While researching Web3 and blockchains (CELO is her blockchain of choice), a friend in Silicon Valley asked her if she knew what she would build using the decentralized technology. “I went back to that time where I started to read the contracts of women in the entertainment industry, and women in music. And that's when I realized that I have an insight into this, and a real deep feeling towards this—that Web3 can really solve financial inclusion.”
That day, EQ Exchange was born.
“Some of my biggest philosophical questions [about EQ Exchange] were who drives culture? Who do we really look to [in order to] drive those conversations of the spirit of the soul? We've abandoned religion for all intents and purposes, so what does that leave us with—where we really feel moved in the spirit to really learn? And I felt that because of capitalism, the creative spirit has been squashed. I thought, ‘what would a creative do if they never had to think about money’?”
With the decentralized model of Web3, creators are able to maintain intellectual property rights and continue to benefit financially from their work long after the work has been sold to someone else. For creators on the blockchain—whether they’re artists, musicians, or otherwise—they can feel a sense of security that they will continue to profit off their work, freeing them from financial-related stress and anxiety which, in turn, makes it easier for them to create and continue to see financial benefit. Rinse. Repeat.
EQ Exchange is a Web3 company that supports independent music artists to maintain their autonomy and have a more secure source of income. The platform has three core features: a non-fungible token (NFT) marketplace, fan engagement, and decentralized capital offerings. Like many other music NFTs, the company ties fan experiences to their NFTs, as well as a percentage of streaming royalties.
When Ashanti was brought on by Taylor as co-founder, she became the first Black woman to be the owner of a Web3 company.
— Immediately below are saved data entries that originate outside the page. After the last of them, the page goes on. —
//! Suite Runner - test-suite orchestrator for interactive test scripts
//!
//! Expands files and directories into an ordered list of scripts, then lists,
//! documents, validates or executes them one at a time. Every reporting run
//! leaves a log directory with a summary log, a config log, a TAP stream and
//! optional HTML and JUnit reports.
//!
//! ## Usage
//!
//! ```bash
//! # Execute every script under a directory
//! suite-runner run tests/
//!
//! # List the scripts that would run
//! suite-runner run --mode list tests/
//!
//! # Rerun what failed last time
//! suite-runner run --rerun fail
//!
//! # Render a previous run as HTML
//! suite-runner annotate -r suite_logs/latest_run
//! ```

use clap::Parser;
use tracing::{debug, error, warn};

mod cli;
mod config;
mod executor;
mod models;
mod output;
mod results;
mod script;
mod suite;
mod utils;

use cli::{AnnotateArgs, Args, RunArgs};
use config::{ArgDict, MergePass};
use executor::{RunError, RunReport, RunStatus, SuiteRunner};
use models::Progress;
use output::Console;
use script::{CommandInterpreter, HeaderParser};
use utils::{init_logger, LogLevel};

#[tokio::main]
async fn main() {
    let args = Args::parse();

    let level = if args.verbose {
        LogLevel::Debug
    } else {
        args.log_level.parse().unwrap_or(LogLevel::Info)
    };
    init_logger(level);

    let code = match args.command {
        cli::Command::Run(run_args) => run(run_args).await,
        cli::Command::Annotate(annotate_args) => annotate(annotate_args),
    };
    std::process::exit(code);
}

async fn run(args: RunArgs) -> i32 {
    let invocation: Vec<String> = std::env::args().collect();

    let user = match MergePass::new().merge_all(args.user_opts(), ArgDict::new()) {
        Ok(user) => user,
        Err(e) => {
            let e = RunError::from(e);
            eprintln!("suite-runner: {e}");
            return e.exit_code();
        }
    };
    debug!("User options: {:?}", args.user_opts());

    let mut runner = SuiteRunner::new(HeaderParser::new(), CommandInterpreter::new())
        .with_console(Console::stdout(Progress::Brief));

    match runner
        .run(args.files, user, args.prev_log_dir, invocation)
        .await
    {
        Ok(report) => finish(report),
        Err(e) => {
            error!("{}", e);
            eprintln!("suite-runner: {e}");
            e.exit_code()
        }
    }
}

fn finish(report: RunReport) -> i32 {
    if report.status == RunStatus::SuiteTimeout {
        warn!(
            "Suite timed out after {} script(s), logs in {}",
            report.outcomes.len(),
            report.log_dir.display()
        );
    }
    report.exit_code()
}

fn annotate(args: AnnotateArgs) -> i32 {
    let progress: Progress = match args.progress.parse() {
        Ok(progress) => progress,
        Err(e) => {
            eprintln!("suite-runner: {e}");
            return 2;
        }
    };
    let mut console = Console::stdout(progress);

    let log_file = results::locate(&args.log_file);
    match results::annotate(args.recursive, &log_file, &mut console) {
        Ok(page) => {
            debug!("Annotated {}", page.display());
            0
        }
        Err(e) => {
            eprintln!("suite-runner: {e}");
            e.exit_code()
        }
    }
}
//! Run state
//!
//! A `RunState` is built once per run and handed by value from step to
//! step; each step returns the updated state. It also owns the run's open
//! sinks so an aborted run releases them when the state is dropped.

use chrono::{DateTime, Utc};
use std::collections::BTreeSet;
use std::path::{Path, PathBuf};

use crate::config::ArgLayers;
use crate::models::{verdict, with_warnings, Progress, RunMode, ScriptOutcome, Severity, Warning};
use crate::results::{SummaryLog, TapSink};
use crate::suite::Expansion;
use crate::utils::SuiteTimer;

pub struct RunState {
    /// Scripts or directories to expand, after rerun resolution
    pub files: Vec<PathBuf>,
    /// Inputs as given by the caller
    pub orig_files: Vec<PathBuf>,
    pub mode: RunMode,
    pub log_dir: PathBuf,
    pub log_root: PathBuf,
    pub rerun: Severity,
    pub html: Severity,
    pub progress: Progress,
    pub layers: ArgLayers,
    pub invocation: Vec<String>,
    pub started_at: DateTime<Utc>,

    pub expansion: Expansion,
    pub outcomes: Vec<ScriptOutcome>,
    pub warnings: Vec<Warning>,
    /// Worst severity seen so far, including severities that were not
    /// recorded as outcomes
    pub running: Severity,
    pub listing: BTreeSet<String>,
    pub doc_suppressed: bool,
    pub timed_out: bool,

    pub summary: Option<SummaryLog>,
    pub tap: Option<TapSink>,
    pub timer: Option<SuiteTimer>,
}

impl RunState {
    pub fn new(files: Vec<PathBuf>, layers: ArgLayers, invocation: Vec<String>) -> Self {
        Self {
            orig_files: files.clone(),
            files,
            mode: RunMode::Execute,
            log_dir: PathBuf::new(),
            log_root: PathBuf::new(),
            rerun: Severity::Disable,
            html: Severity::Success,
            progress: Progress::Brief,
            layers,
            invocation,
            started_at: Utc::now(),
            expansion: Expansion::default(),
            outcomes: Vec::new(),
            warnings: Vec::new(),
            running: Severity::Success,
            listing: BTreeSet::new(),
            doc_suppressed: false,
            timed_out: false,
            summary: None,
            tap: None,
            timer: None,
        }
    }

    /// Fold a severity that is not backed by an outcome
    pub fn aggregate(mut self, severity: Severity) -> Self {
        self.running = self.running.merge(severity);
        self
    }

    pub fn add_warnings(mut self, warnings: &[Warning]) -> Self {
        if let Some(tap) = self.tap.as_mut() {
            for warning in warnings {
                tap.warning(warning);
            }
        }
        self.warnings.extend_from_slice(warnings);
        self
    }

    /// Verdict over everything seen so far
    pub fn verdict(&self) -> Severity {
        let folded = verdict(self.outcomes.iter().map(|o| o.severity), self.mode);
        with_warnings(folded.merge(self.running), self.warnings.len())
    }

    pub fn timer_fired(&self) -> bool {
        self.timer.as_ref().is_some_and(|t| t.fired())
    }

    /// Directory for the per-case logs of a script, mirroring its place
    /// under the suite root
    pub fn case_log_dir(&self, script: &Path) -> PathBuf {
        let relative = script
            .strip_prefix(&self.expansion.root)
            .ok()
            .and_then(Path::parent)
            .unwrap_or(Path::new(""));
        self.log_dir.join(relative)
    }
}
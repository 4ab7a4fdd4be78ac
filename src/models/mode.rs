//! Run modes and progress verbosity

use serde::{Deserialize, Serialize};
use std::fmt;
use std::str::FromStr;

/// What the run loop does with each parsed script
#[derive(Clone, Copy, Debug, PartialEq, Eq, Hash, Serialize, Deserialize)]
#[serde(rename_all = "snake_case")]
pub enum RunMode {
    List,
    ListDir,
    Doc,
    Validate,
    Execute,
}

impl RunMode {
    pub const NAMES: &'static [&'static str] = &["list", "list_dir", "doc", "validate", "execute"];

    pub fn name(&self) -> &'static str {
        match self {
            RunMode::List => "list",
            RunMode::ListDir => "list_dir",
            RunMode::Doc => "doc",
            RunMode::Validate => "validate",
            RunMode::Execute => "execute",
        }
    }

    /// Modes that only enumerate scripts and never produce reports
    pub fn is_enumeration(&self) -> bool {
        matches!(self, RunMode::List | RunMode::ListDir | RunMode::Doc)
    }

    /// Modes that persist a summary log and feed the TAP sink
    pub fn is_reporting(&self) -> bool {
        matches!(self, RunMode::Validate | RunMode::Execute)
    }
}

impl fmt::Display for RunMode {
    fn fmt(&self, f: &mut fmt::Formatter<'_>) -> fmt::Result {
        f.write_str(self.name())
    }
}

impl FromStr for RunMode {
    type Err = String;

    fn from_str(s: &str) -> Result<Self, Self::Err> {
        match s {
            "list" => Ok(RunMode::List),
            "list_dir" => Ok(RunMode::ListDir),
            "doc" => Ok(RunMode::Doc),
            "validate" => Ok(RunMode::Validate),
            "execute" => Ok(RunMode::Execute),
            other => Err(format!("unknown mode: {other}")),
        }
    }
}

/// Console verbosity
#[derive(Clone, Copy, Debug, PartialEq, Eq, PartialOrd, Ord, Serialize, Deserialize)]
#[serde(rename_all = "lowercase")]
pub enum Progress {
    Silent,
    Summary,
    Brief,
    Verbose,
}

impl Progress {
    pub const NAMES: &'static [&'static str] = &["silent", "summary", "brief", "verbose"];
}

impl FromStr for Progress {
    type Err = String;

    fn from_str(s: &str) -> Result<Self, Self::Err> {
        match s {
            "silent" => Ok(Progress::Silent),
            "summary" => Ok(Progress::Summary),
            "brief" => Ok(Progress::Brief),
            "verbose" => Ok(Progress::Verbose),
            other => Err(format!("unknown progress level: {other}")),
        }
    }
}
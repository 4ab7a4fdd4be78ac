//! Timer utilities
//!
//! Case stopwatch and the cancellable suite deadline.

use std::sync::atomic::{AtomicBool, Ordering};
use std::sync::Arc;
use std::time::Duration;
use tokio::task::JoinHandle;
use tokio::time::{sleep_until, Instant};
use tracing::{debug, info};

/// Simple timer for measuring elapsed time
#[derive(Debug)]
pub struct Timer {
    start: std::time::Instant,
    label: String,
}

impl Timer {
    pub fn start(label: impl Into<String>) -> Self {
        Self {
            start: std::time::Instant::now(),
            label: label.into(),
        }
    }

    pub fn elapsed(&self) -> Duration {
        self.start.elapsed()
    }

    /// Stop timer and return elapsed milliseconds
    pub fn stop(self) -> u64 {
        let elapsed = self.elapsed();
        debug!("{}: {}ms", self.label, elapsed.as_millis());
        elapsed.as_millis() as u64
    }
}

/// Scale a limit in seconds by a per-mille multiplier
pub fn scale_timeout(seconds: Option<u64>, multiplier: u64) -> Option<Duration> {
    seconds.map(|s| Duration::from_millis(s.saturating_mul(multiplier)))
}

/// Suite-wide deadline.
///
/// A background task raises the fired flag when the deadline passes. The
/// run loop polls the flag between scripts and never blocks on it.
#[derive(Debug)]
pub struct SuiteTimer {
    fired: Arc<AtomicBool>,
    deadline: Option<Instant>,
    task: Option<JoinHandle<()>>,
}

impl SuiteTimer {
    /// Arm the deadline; `None` never fires. Must be called inside a Tokio
    /// runtime.
    pub fn arm(limit: Option<Duration>) -> Self {
        let fired = Arc::new(AtomicBool::new(false));
        let Some(limit) = limit else {
            return Self {
                fired,
                deadline: None,
                task: None,
            };
        };

        let deadline = Instant::now() + limit;
        let flag = fired.clone();
        let task = tokio::spawn(async move {
            sleep_until(deadline).await;
            info!("Suite timeout after {:?}", limit);
            flag.store(true, Ordering::SeqCst);
        });

        Self {
            fired,
            deadline: Some(deadline),
            task: Some(task),
        }
    }

    pub fn fired(&self) -> bool {
        self.fired.load(Ordering::SeqCst)
    }

    pub fn deadline(&self) -> Option<Instant> {
        self.deadline
    }

    /// Disarm the deadline and drain a signal that was already posted.
    ///
    /// Returns whether a signal had to be drained.
    pub fn cancel(mut self) -> bool {
        self.disarm()
    }

    fn disarm(&mut self) -> bool {
        if let Some(task) = self.task.take() {
            task.abort();
        }
        let drained = self.fired.swap(false, Ordering::SeqCst);
        if drained {
            debug!("Drained suite timeout signal");
        }
        drained
    }
}

impl Drop for SuiteTimer {
    fn drop(&mut self) {
        self.disarm();
    }
}
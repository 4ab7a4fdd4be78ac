//! Shared utilities

pub mod logger;
pub mod timer;

pub use logger::{init_logger, LogLevel};
pub use timer::{scale_timeout, SuiteTimer, Timer};
//! Environment variable configuration
//!
//! The environment only decorates diagnostics and supplies a fallback
//! configuration directory; it never overrides explicit settings.

use std::env;
use std::path::PathBuf;

/// Environment variable prefix
const ENV_PREFIX: &str = "SUITE_RUNNER";

/// Settings read from the environment
#[derive(Clone, Debug, Default)]
pub struct EnvConfig {
    /// Login name from USER or USERNAME
    pub user: Option<String>,
    /// Host name of this machine
    pub host: Option<String>,
    /// Config directory from SUITE_RUNNER_CONFIG_DIR
    pub config_dir: Option<PathBuf>,
}

impl EnvConfig {
    /// Load configuration from environment variables
    pub fn load() -> Self {
        Self {
            user: env::var("USER")
                .or_else(|_| env::var("USERNAME"))
                .ok()
                .filter(|u| !u.is_empty()),
            host: hostname::get()
                .ok()
                .map(|h| h.to_string_lossy().into_owned()),
            config_dir: get_env("CONFIG_DIR").map(PathBuf::from),
        }
    }

    /// `user@host` for diagnostics; the user part is empty when unknown
    pub fn user_at_host(&self) -> String {
        let host = self.host.as_deref().unwrap_or("localhost");
        match &self.user {
            Some(user) => format!("{user}@{host}"),
            None => format!("@{host}"),
        }
    }

    /// Host name with fallback
    pub fn host_or(&self, default: &str) -> String {
        self.host.clone().unwrap_or_else(|| default.to_string())
    }
}

/// Get environment variable with prefix
fn get_env(name: &str) -> Option<String> {
    env::var(format!("{ENV_PREFIX}_{name}"))
        .ok()
        .filter(|v| !v.is_empty())
}

/// Guard that restores environment variables on drop
#[cfg(test)]
pub struct EnvGuard {
    previous: Vec<(String, Option<String>)>,
}

#[cfg(test)]
impl EnvGuard {
    /// Set variables (or remove them when the value is `None`) until the
    /// guard is dropped
    pub fn set(vars: &[(&str, Option<&str>)]) -> Self {
        let previous = vars
            .iter()
            .map(|(k, _)| (k.to_string(), env::var(k).ok()))
            .collect();

        for (key, value) in vars {
            match value {
                Some(v) => env::set_var(key, v),
                None => env::remove_var(key),
            }
        }

        Self { previous }
    }
}

#[cfg(test)]
impl Drop for EnvGuard {
    fn drop(&mut self) {
        for (key, value) in &self.previous {
            match value {
                Some(v) => env::set_var(key, v),
                None => env::remove_var(key),
            }
        }
    }
}

#[cfg(test)]
mod tests {
    use super::*;

    #[test]
    fn test_user_at_host() {
        let config = EnvConfig {
            user: Some("tester".to_string()),
            host: Some("box".to_string()),
            config_dir: None,
        };
        assert_eq!(config.user_at_host(), "tester@box");

        let anonymous = EnvConfig {
            user: None,
            ..config
        };
        assert_eq!(anonymous.user_at_host(), "@box");
    }

    #[test]
    fn test_env_load() {
        let _guard = EnvGuard::set(&[
            ("USER", Some("ci")),
            ("SUITE_RUNNER_CONFIG_DIR", Some("/etc/suite")),
        ]);

        let config = EnvConfig::load();
        assert_eq!(config.user.as_deref(), Some("ci"));
        assert_eq!(config.config_dir, Some(PathBuf::from("/etc/suite")));
    }
}
//! JUnit XML export
//!
//! Converts a finished summary log into `junit.xml`, one `<testsuite>` per
//! input group and one `<testcase>` per recorded script.

use anyhow::{Context, Result};
use std::path::{Path, PathBuf};
use tracing::info;

use super::html::escape;
use super::summary::{read_summary, CaseGroup, PriorSummary};
use super::JUNIT_FILE;
use crate::models::{ScriptOutcome, Severity};

/// Render the summary log at `summary_path` into `<run_dir>/junit.xml`
pub fn write_junit(summary_path: &Path, run_dir: &Path) -> Result<PathBuf> {
    let prior = read_summary(summary_path)
        .with_context(|| format!("Failed to load {}", summary_path.display()))?;
    let target = run_dir.join(JUNIT_FILE);
    std::fs::write(&target, format_junit(&prior))
        .with_context(|| format!("Failed to write {}", target.display()))?;
    info!("Wrote JUnit report {}", target.display());
    Ok(target)
}

pub fn format_junit(prior: &PriorSummary) -> String {
    let mut output = String::new();
    output.push_str("<?xml version=\"1.0\" encoding=\"UTF-8\"?>\n");
    output.push_str(&format!(
        "<testsuites name=\"{}\" timestamp=\"{}\">\n",
        escape(&prior.header.log_dir.display().to_string()),
        prior.header.started_at.to_rfc3339()
    ));
    for group in &prior.groups {
        format_group(&mut output, group);
    }
    output.push_str("</testsuites>\n");
    output
}

fn format_group(output: &mut String, group: &CaseGroup) {
    let count = |severity: Severity| group.cases.iter().filter(|c| c.severity == severity).count();
    let time: u64 = group.cases.iter().map(|c| c.duration_ms).sum();
    let name = escape(&group.input.display().to_string());

    output.push_str(&format!(
        "  <testsuite name=\"{}\" tests=\"{}\" failures=\"{}\" errors=\"{}\" skipped=\"{}\" time=\"{}\">\n",
        name,
        group.cases.len(),
        count(Severity::Fail),
        count(Severity::Error),
        count(Severity::Skip),
        seconds(time)
    ));
    for case in &group.cases {
        format_case(output, &name, case);
    }
    output.push_str("  </testsuite>\n");
}

fn format_case(output: &mut String, classname: &str, case: &ScriptOutcome) {
    output.push_str(&format!(
        "    <testcase name=\"{}\" classname=\"{}\" time=\"{}\"",
        escape(&case.display),
        classname,
        seconds(case.duration_ms)
    ));

    let message = escape(&case.details.summary_line().unwrap_or_default());
    let child = match case.severity {
        Severity::Fail => Some(format!(
            "      <failure message=\"{}\" type=\"fail\">Line {}: {}</failure>\n",
            message, case.position, message
        )),
        Severity::Error => Some(format!(
            "      <error message=\"{}\" type=\"error\">Line {}: {}</error>\n",
            message, case.position, message
        )),
        Severity::Skip => Some(format!("      <skipped message=\"{message}\"/>\n")),
        _ => None,
    };

    match child {
        Some(child) => {
            output.push_str(">\n");
            output.push_str(&child);
            output.push_str("    </testcase>\n");
        }
        None => output.push_str("/>\n"),
    }
}

fn seconds(ms: u64) -> String {
    format!("{:.3}", ms as f64 / 1000.0)
}
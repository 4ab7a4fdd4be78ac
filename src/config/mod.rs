//! Configuration module
//!
//! Key registry, layered argument dictionaries and configuration sources.

mod args;
mod env;
mod file;
mod registry;

pub use args::{ArgDict, ArgLayers, Layer, MergePass, Opts};
pub use env::EnvConfig;
pub use file::expand_path;
pub use registry::{lookup, ConfigError};

use file::ConfigFile;
use registry::validate_registry;

use tracing::debug;

/// Build the argument layers for a run from explicit user settings.
///
/// The default layer comes from the built-in configuration and the config
/// layer from `<config_dir>/<config_name>.yaml` when that file exists. The
/// internal and file layers start empty.
pub fn load_layers(user: ArgDict, env: &EnvConfig) -> Result<ArgLayers, ConfigError> {
    validate_registry()?;

    let layers = ArgLayers {
        user,
        default: ConfigFile::builtin()?.into_dict()?,
        ..Default::default()
    };

    let config_dir = match layers.layer(Layer::User).get("config_dir") {
        Some(values) => values.last().map(|v| expand_path(v)),
        None => env.config_dir.clone(),
    };
    let config_dir = match config_dir {
        Some(dir) => dir,
        None => expand_path(&layers.resolve("config_dir", "conf")?),
    };
    let config_name = layers.resolve("config_name", &env.host_or("localhost"))?;

    debug!(
        "Looking for configuration {} in {}",
        config_name,
        config_dir.display()
    );
    let config = ConfigFile::load_named(&config_dir, &config_name)?.into_dict()?;

    Ok(layers.with_layer(Layer::Config, config))
}
//! Run logs and reporting sinks
//!
//! Summary and config logs, the TAP stream, HTML annotation and JUnit
//! export. All artifacts of one run live in its log directory.

mod html;
mod junit;
mod summary;
mod tap;

pub use html::{annotate, html_path, publish_final, publish_snapshot};
pub use junit::write_junit;
pub use summary::{
    locate, read_summary, write_config_log, SuiteFooter, SuiteHeader, SummaryLog,
};
pub use tap::{TapPreamble, TapSink};

pub const SUMMARY_LOG: &str = "summary.log";
pub const CONFIG_LOG: &str = "config.log";
pub const TAP_LOG: &str = "tap.log";
pub const JUNIT_FILE: &str = "junit.xml";
pub const EVENT_SUFFIX: &str = ".event.log";
pub const HTML_EXT: &str = ".html";
pub const SNAPSHOT_HTML: &str = "summary.log.tmp.html";
/// Link in the log root to the most recent run directory
pub const LATEST_RUN: &str = "latest_run";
This new partnership coincided with Ashanti re-recording her first album, which turned 20 on April 6—the same day Ashanti released her own NFT collection on EQ Exchange.
At the Toronto event, Ashanti explained how CD royalties worked 20 years ago. If a CD cost $15 at your local Sam Goody, HMV, or A&B Sound, the record label would take $14.62, leaving the artist with 38 cents. From that 38 cents, the artist would have to pay for the CD’s jewel case and liner notes. After all was said and done, the artist would be left with roughly 11 cents.
To Taylor, this creates an obvious problem where musicians are coerced into going on tour to make money, but still expected to deliver on the terms of their contracts, which could require a set number of albums. By the end of this cycle, many creatives burn out. She says it’s possible to trace a lot of this back to the first decision an artist makes: whether they stay independent or sign with a label and benefit from the big machine that will help them. But this framing typically puts the label in a position of power over the artist as the architect of their dreams, which creates a scarcity mindset and leads musicians to think that this might be their only shot at making it.
“It’s a patriarchal system,” Taylor says. “It’s like, ‘look at all I'm giving you while I'm taking everything else.’ That is the true patriarchy and the racism of the system. It's like, well, I can tell this wonderful Black female artist, because I'm a white male, that I'm going to take care of her, that I see her pain. And then I'm going to pull the wool out while I control every other aspect of her life. That's the game of the patriarchy. That's why I hate it.”